It all depends on the chosen funding details. Who pays for Alaska's dividend? The state charges oil companies for drilling rights. 25% of those funds are invested in Alaska's Permanent Fund. That fund which is now over $60 billion in size is invested in markets and pays a dividend which is split among all residents of Alaska as co-owners of the oil of Alaska. Is oil the only resource we can use as a nation to fund UBI? No. We have a ton of natural resources that no one made that we can consider as co-owned as citizens.
Then there's all the taxes we're already paying and how they are being used in welfare programs better replaced by cashing them out and firing the bureaucrats employed by them.
Then there's all the tax expenditures we provide, all $1.5 trillion of it which is effectively welfare for the rich and middle class, that would make more sense as cash instead of credits, deductions, allowances, and subsidies in the tax code created as loopholes for special interests.
Then there's the fact machines are transforming the labor market and increasing productivity, while putting downward pressure on wages. Wages used to increase alongside productivity. That hasn't been true for decades. That increased productivity that now results in higher profits and decreased wages should be made to increase incomes.
The question of who pays requires discussion, and that discussion will vary nation by nation as each country decides for themselves what makes the most sense for them.
Personally, in the US, I'd go about funding it with welfare reform, tax code reform, a 10% VAT, a 5% land value tax, an annually increasing carbon tax, and a tiny financial transaction tax. I have no interest in increasing income taxes to pay for UBI, and in fact UBI would lower income taxes because it operates as a large tax rebate.
If your taxes go up $6,000 to pay for a $12,000 UBI, your taxes actually just went down $6,000. Four out of five households in the US would see reduced tax burdens with UBI. Meanwhile, those at the top earning around $200,000 and over would on average see about a 10% increase in their tax burdens.
The result would be savings even greater than the increase, through increased health, reduced crime, and higher productivity.
If you have any other questions, please read my UBI FAQ.
Is oil the only resource we can use as a nation to fund UBI? No.
Good point.
Alaska did the right thing...all the states AND the Federal government would do well to emulate them regarding natural resources.
This is actually a really interesting paper that dives into this particular angle, looking into the possibility of a "resource poor" state like Vermont to follow Alaska's lead using their own resources at hand to provide a dividend.
one thing...If you aspire to the higher ground. If you claim to be moral.
you can't build it on theft.
Taxation isn't theft. I realize you fundamentally disagree with statement, despite thieves not being known for stealing 20% of the contents of someone's wallet and then giving them in exchange a huge number of goods and services worth far more than what was in their wallet in return. However let's assume it's indeed theft, and as you argue, theft is wrong.
Okay, so is there anything more wrong than theft of property? Is murder for example worse than theft? If you had some food that someone needed to not die, and you had plenty of food, is it more wrong for that person to take a fraction of your food to not die, or is it more wrong for you to watch them die?

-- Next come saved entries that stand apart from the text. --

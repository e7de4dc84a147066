//! `Forest` — the ownership context that anchors every relation tree.
//!
//! The forest owns the node arena and the registry of live trees, and is the
//! sole authority over tree topology. Relation pointers hold weak references
//! into it; the forest (and any pool bound to it) holds the strong reference,
//! so dropping every context handle tears the whole structure down without a
//! reference cycle.
//!
//! # Re-entrancy
//!
//! Payload destructors may themselves drop relation pointers. Releases are
//! therefore never applied recursively: a handle drop enqueues a release
//! operation, and only the outermost frame drains the queue, applying
//! bookkeeping and dropping tombstoned payloads one at a time. Teardown of a
//! chain of any depth runs in constant stack space.

pub(crate) mod arena;
pub(crate) mod collect;
pub(crate) mod node;

pub use node::NodeId;

use crate::diag::ForestSnapshot;
use crate::error::RelationError;
use crate::ptr::{HandleState, RelationPool, RelationPtr};
use arena::NodeArena;
use node::{Node, NodeKey};
use std::cell::{Cell, Ref, RefCell, RefMut};
use std::collections::{BTreeMap, VecDeque};
use std::ops::{Deref, DerefMut};
use std::rc::Rc;
use tracing::trace;

/// Registry record for one live tree: a maximal set of nodes connected by
/// tree-parent edges, distinguished by its single root.
pub(crate) struct Tree {
    pub(crate) root: NodeKey,
}

/// A release operation deferred through the pending queue.
pub(crate) enum Release {
    /// The last duty of a root-kind handle: drop one `external_roots` unit.
    Root { key: NodeKey },
    /// The last duty of an owned-kind handle: remove one claim edge instance.
    Claim { origin: NodeKey, target: NodeKey },
}

/// Interior state of a forest. All topology lives here, behind one `RefCell`.
pub(crate) struct ForestInner<T> {
    pub(crate) arena: NodeArena<T>,
    /// Live trees keyed by root identity; `BTreeMap` for deterministic
    /// iteration order during sweeps and snapshots.
    pub(crate) roots: BTreeMap<NodeId, Tree>,
    /// Whether orphaned subtrees are freed as soon as they are detected,
    /// versus deferred to an explicit [`Forest::collect`] call.
    pub(crate) auto_collect: bool,
    /// Verbose topology tracing toggle.
    pub(crate) debug: bool,
    /// Payloads tombstoned during collection, awaiting their actual drop.
    /// Drops run outside the `RefCell` borrow, children before parents.
    pub(crate) destroy: VecDeque<T>,
    next_id: u64,
}

impl<T> ForestInner<T> {
    fn new() -> Self {
        Self {
            arena: NodeArena::new(),
            roots: BTreeMap::new(),
            auto_collect: true,
            debug: false,
            destroy: VecDeque::new(),
            next_id: 1,
        }
    }

    /// Allocates a node wrapping `value` as a new singleton tree with one
    /// external root.
    pub(crate) fn allocate_node(&mut self, value: T) -> (NodeKey, NodeId) {
        let id = NodeId::new(self.next_id);
        self.next_id += 1;

        let mut node = Node::new(id, value);
        node.external_roots = 1;
        let key = self.arena.insert(node);
        self.roots.insert(id, Tree { root: key });
        trace!(node = %id, "allocated root node");
        (key, id)
    }

    /// Records a symmetric claim edge pair: `origin` owns `target`.
    ///
    /// Tree topology is untouched; claims layer on top of the current tree
    /// shape until a reparenting promotes one of them. Returns `false` when
    /// either endpoint is already collected.
    pub(crate) fn record_claim(&mut self, origin: NodeKey, target: NodeKey) -> bool {
        if self.arena.get(origin).is_none() || self.arena.get(target).is_none() {
            return false;
        }
        self.arena.get_mut(target).expect("target alive").owned_by.push(origin);
        self.arena.get_mut(origin).expect("origin alive").owns.push(target);
        if self.debug {
            let (o, t) = (self.node_id(origin), self.node_id(target));
            tracing::debug!(origin = %o, target = %t, "claim recorded");
        }
        true
    }

    /// Adds one external root unit to a live node backing a root handle.
    pub(crate) fn add_external_root(&mut self, key: NodeKey) -> bool {
        match self.arena.get_mut(key) {
            Some(node) if !node.is_tombstoned() => {
                debug_assert!(node.parent.is_none(), "rooted node must be parentless");
                node.external_roots += 1;
                true
            }
            _ => false,
        }
    }

    pub(crate) fn apply_release(&mut self, op: Release) {
        match op {
            Release::Root { key } => self.release_root(key),
            Release::Claim { origin, target } => self.release_claim(origin, target),
        }
    }

    #[inline]
    pub(crate) fn node_id(&self, key: NodeKey) -> NodeId {
        self.arena.get(key).map_or(NodeId::NULL, |n| n.id)
    }
}

/// Shared allocation behind every forest handle, pool, and relation pointer.
pub(crate) struct ForestShared<T> {
    pub(crate) inner: RefCell<ForestInner<T>>,
    /// Release operations enqueued while `inner` was borrowed. A separate
    /// cell so a handle drop can always record its release.
    pending: RefCell<VecDeque<Release>>,
    /// Set while some frame is draining; nested frames enqueue and return.
    draining: Cell<bool>,
}

impl<T> ForestShared<T> {
    /// Enqueues a release and drains if this is the outermost frame.
    pub(crate) fn release(&self, op: Release) {
        self.pending.borrow_mut().push_back(op);
        self.drain();
    }

    /// Applies pending releases and drops tombstoned payloads until both
    /// queues are empty.
    ///
    /// Payload drops run outside the `inner` borrow, so a destructor that
    /// resets further relation pointers only grows the queues; the loop here
    /// picks that work up iteratively. If `inner` is currently borrowed
    /// (a release fired inside an access closure), the queue is left for the
    /// borrow holder to drain on exit.
    pub(crate) fn drain(&self) {
        if self.draining.get() {
            return;
        }
        self.draining.set(true);

        loop {
            let op = self.pending.borrow_mut().pop_front();
            if let Some(op) = op {
                match self.inner.try_borrow_mut() {
                    Ok(mut inner) => inner.apply_release(op),
                    Err(_) => {
                        // Re-entrant call under an active borrow: put the
                        // operation back and let the borrow holder drain.
                        self.pending.borrow_mut().push_front(op);
                        break;
                    }
                }
                continue;
            }

            let value = match self.inner.try_borrow_mut() {
                Ok(mut inner) => inner.destroy.pop_front(),
                Err(_) => break,
            };
            match value {
                Some(value) => drop(value),
                None => break,
            }
        }

        self.draining.set(false);
    }
}

/// The ownership context: allocation and collection authority for a set of
/// relation trees.
///
/// `Forest` is a cheap handle to shared context state and may be cloned
/// freely; the context lives as long as its longest-held handle or pool.
/// Relation pointers do not keep the context alive.
pub struct Forest<T> {
    shared: Rc<ForestShared<T>>,
}

impl<T> Forest<T> {
    /// Creates an empty forest with auto-collect enabled.
    pub fn new() -> Self {
        Self {
            shared: Rc::new(ForestShared {
                inner: RefCell::new(ForestInner::new()),
                pending: RefCell::new(VecDeque::new()),
                draining: Cell::new(false),
            }),
        }
    }

    /// Returns a relation pool bound to this forest.
    pub fn pool(&self) -> RelationPool<T> {
        RelationPool::new(self.clone())
    }

    /// Allocates `value` as a new singleton tree and returns its root handle.
    pub fn allocate(&self, value: T) -> RelationPtr<T> {
        let (key, id) = self.shared.inner.borrow_mut().allocate_node(value);
        RelationPtr::new(
            Rc::downgrade(&self.shared),
            key,
            id,
            HandleState::Root,
        )
    }

    /// Records that `origin`'s node claims ownership of `target`'s node and
    /// returns the owned handle expressing that claim.
    ///
    /// Tree topology does not change; the claim is an additional edge layered
    /// on the current shape. Returns a null handle when either endpoint is
    /// already collected, belongs to another forest, or is itself null.
    pub fn claim(&self, origin: &RelationPtr<T>, target: &RelationPtr<T>) -> RelationPtr<T> {
        let ctx = Rc::downgrade(&self.shared);
        if !origin.belongs_to(&self.shared) || !target.belongs_to(&self.shared) {
            return RelationPtr::null(ctx);
        }
        let (origin_key, target_key) = (origin.key(), target.key());
        let recorded = self
            .shared
            .inner
            .borrow_mut()
            .record_claim(origin_key, target_key);
        self.shared.drain();
        if recorded {
            RelationPtr::new(
                ctx,
                target_key,
                target.target_id(),
                HandleState::Owned { origin: origin_key },
            )
        } else {
            RelationPtr::null(ctx)
        }
    }

    /// Sweeps the forest, freeing every tree not anchored by a live root
    /// handle. Returns the number of nodes freed.
    pub fn collect(&self) -> usize {
        let freed = self.shared.inner.borrow_mut().collect_sweep();
        self.shared.drain();
        freed
    }

    /// Toggles whether releases free orphaned subtrees synchronously or
    /// defer freeing to an explicit [`Forest::collect`] call.
    ///
    /// Reparenting on root loss always happens eagerly; only the freeing of
    /// unreachable subtrees is deferred when auto-collect is off.
    pub fn set_auto_collect(&self, enabled: bool) {
        self.shared.inner.borrow_mut().auto_collect = enabled;
    }

    /// Current auto-collect policy.
    pub fn auto_collect(&self) -> bool {
        self.shared.inner.borrow().auto_collect
    }

    /// Enables verbose tracing of topology mutations at `debug` level.
    pub fn set_debug(&self, enabled: bool) {
        self.shared.inner.borrow_mut().debug = enabled;
    }

    /// Number of live trees.
    pub fn size(&self) -> usize {
        self.shared.inner.borrow().roots.len()
    }

    /// Number of live nodes across all trees.
    pub fn live_nodes(&self) -> usize {
        self.shared.inner.borrow().arena.len()
    }

    /// True when `ptr` names a live node of this forest.
    pub fn contains(&self, ptr: &RelationPtr<T>) -> bool {
        ptr.belongs_to(&self.shared)
            && self
                .shared
                .inner
                .borrow()
                .arena
                .get(ptr.key())
                .is_some_and(|n| !n.is_tombstoned())
    }

    /// Borrows the value behind `ptr`, or `None` for a null target.
    ///
    /// The guard holds the forest open; topology mutations through other
    /// handles are deferred until it drops.
    pub fn get<'a>(&'a self, ptr: &RelationPtr<T>) -> Option<ValueRef<'a, T>> {
        self.try_get(ptr).ok()
    }

    /// Mutably borrows the value behind `ptr`, or `None` for a null target.
    pub fn get_mut<'a>(&'a self, ptr: &RelationPtr<T>) -> Option<ValueRefMut<'a, T>> {
        self.try_get_mut(ptr).ok()
    }

    /// Borrows the value behind `ptr`, reporting why on failure.
    ///
    /// # Errors
    ///
    /// [`RelationError::NullDereference`] when the target has been collected
    /// or `ptr` does not belong to this forest.
    pub fn try_get<'a>(&'a self, ptr: &RelationPtr<T>) -> Result<ValueRef<'a, T>, RelationError> {
        if !ptr.belongs_to(&self.shared) {
            return Err(RelationError::NullDereference);
        }
        let inner = self.shared.inner.borrow();
        let guard = Ref::filter_map(inner, |inner: &ForestInner<T>| {
            inner.arena.get(ptr.key()).and_then(|n| n.value.as_ref())
        })
        .map_err(|_| RelationError::NullDereference)?;
        Ok(ValueRef {
            guard: Some(guard),
            shared: Rc::as_ref(&self.shared),
        })
    }

    /// Mutably borrows the value behind `ptr`, reporting why on failure.
    ///
    /// # Errors
    ///
    /// [`RelationError::NullDereference`] when the target has been collected
    /// or `ptr` does not belong to this forest.
    pub fn try_get_mut<'a>(
        &'a self,
        ptr: &RelationPtr<T>,
    ) -> Result<ValueRefMut<'a, T>, RelationError> {
        if !ptr.belongs_to(&self.shared) {
            return Err(RelationError::NullDereference);
        }
        let inner = self.shared.inner.borrow_mut();
        let guard = RefMut::filter_map(inner, |inner: &mut ForestInner<T>| {
            inner.arena.get_mut(ptr.key()).and_then(|n| n.value.as_mut())
        })
        .map_err(|_| RelationError::NullDereference)?;
        Ok(ValueRefMut {
            guard: Some(guard),
            shared: Rc::as_ref(&self.shared),
        })
    }

    /// Takes a structural snapshot of every live tree.
    pub fn snapshot(&self) -> ForestSnapshot {
        crate::diag::snapshot(&self.shared.inner.borrow())
    }

    /// Serializes the structural snapshot as JSON.
    pub fn dump_json(&self) -> String {
        serde_json::to_string_pretty(&self.snapshot()).expect("snapshot serializes")
    }

    /// Writes the structural snapshot to stdout.
    pub fn print(&self) {
        println!("{}", self.dump_json());
    }

    pub(crate) fn from_shared(shared: Rc<ForestShared<T>>) -> Self {
        Self { shared }
    }
}

impl<T> Clone for Forest<T> {
    fn clone(&self) -> Self {
        Self {
            shared: Rc::clone(&self.shared),
        }
    }
}

impl<T> Default for Forest<T> {
    fn default() -> Self {
        Self::new()
    }
}

impl<T> core::fmt::Debug for Forest<T> {
    fn fmt(&self, f: &mut core::fmt::Formatter<'_>) -> core::fmt::Result {
        let inner = self.shared.inner.borrow();
        f.debug_struct("Forest")
            .field("trees", &inner.roots.len())
            .field("live_nodes", &inner.arena.len())
            .field("auto_collect", &inner.auto_collect)
            .finish()
    }
}

/// Shared borrow of a node's value, keyed off the forest context.
///
/// Releases deferred while the guard was live are drained when it drops.
pub struct ValueRef<'a, T> {
    guard: Option<Ref<'a, T>>,
    shared: &'a ForestShared<T>,
}

impl<T> Deref for ValueRef<'_, T> {
    type Target = T;

    #[inline]
    fn deref(&self) -> &T {
        self.guard.as_ref().expect("guard live until drop")
    }
}

impl<T> Drop for ValueRef<'_, T> {
    fn drop(&mut self) {
        self.guard.take();
        self.shared.drain();
    }
}

/// Exclusive borrow of a node's value, keyed off the forest context.
///
/// Relation pointers dropped through this guard (for example by overwriting a
/// payload field that holds one) enqueue their releases; the queue is drained
/// when the guard drops.
pub struct ValueRefMut<'a, T> {
    guard: Option<RefMut<'a, T>>,
    shared: &'a ForestShared<T>,
}

impl<T> Deref for ValueRefMut<'_, T> {
    type Target = T;

    #[inline]
    fn deref(&self) -> &T {
        self.guard.as_ref().expect("guard live until drop")
    }
}

impl<T> DerefMut for ValueRefMut<'_, T> {
    #[inline]
    fn deref_mut(&mut self) -> &mut T {
        self.guard.as_mut().expect("guard live until drop")
    }
}

impl<T> Drop for ValueRefMut<'_, T> {
    fn drop(&mut self) {
        self.guard.take();
        self.shared.drain();
    }
}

I think there are a whole lot of things that we can consider immoral in this world, and some are more immoral than others. I think this whole fundamentalist "taxation is theft" meme is just absurd, but even if we agree on its validity, I value human life far more than property, and I think killing someone is a whole lot worse than having a fraction of your money taken to prevent death.
I also think that if we're going to tax people, we should choose the form of tax that makes the most sense (not income tax), and it should be used in a way that involves the most freedom and the least government.
Taxation is not going anywhere. No democracy is going to vote for having everything government provides to them taken away. People are not going to vote to eliminate their health care, their pensions, their schools, their military, their fire departments, their police forces, their roads, and everything else. However, taxation itself can be done in better ways, and what it pays to provide can be done in better ways.
I'd rather fight for a better society, than for an imaginary fantasy.
so MANY strawmen...where to start.
so I won't.
I'll just debunk your first falsehood.
theft is the taking of another person's property or services without that person's permission
that describes taxation perfectly. The reason is irrelevant.
all the taxes we're already paying and how they are being used in welfare programs better replaced by cashing them out and firing the bureaucrats employed by them
government programs are mostly welfare for the bureaucrats.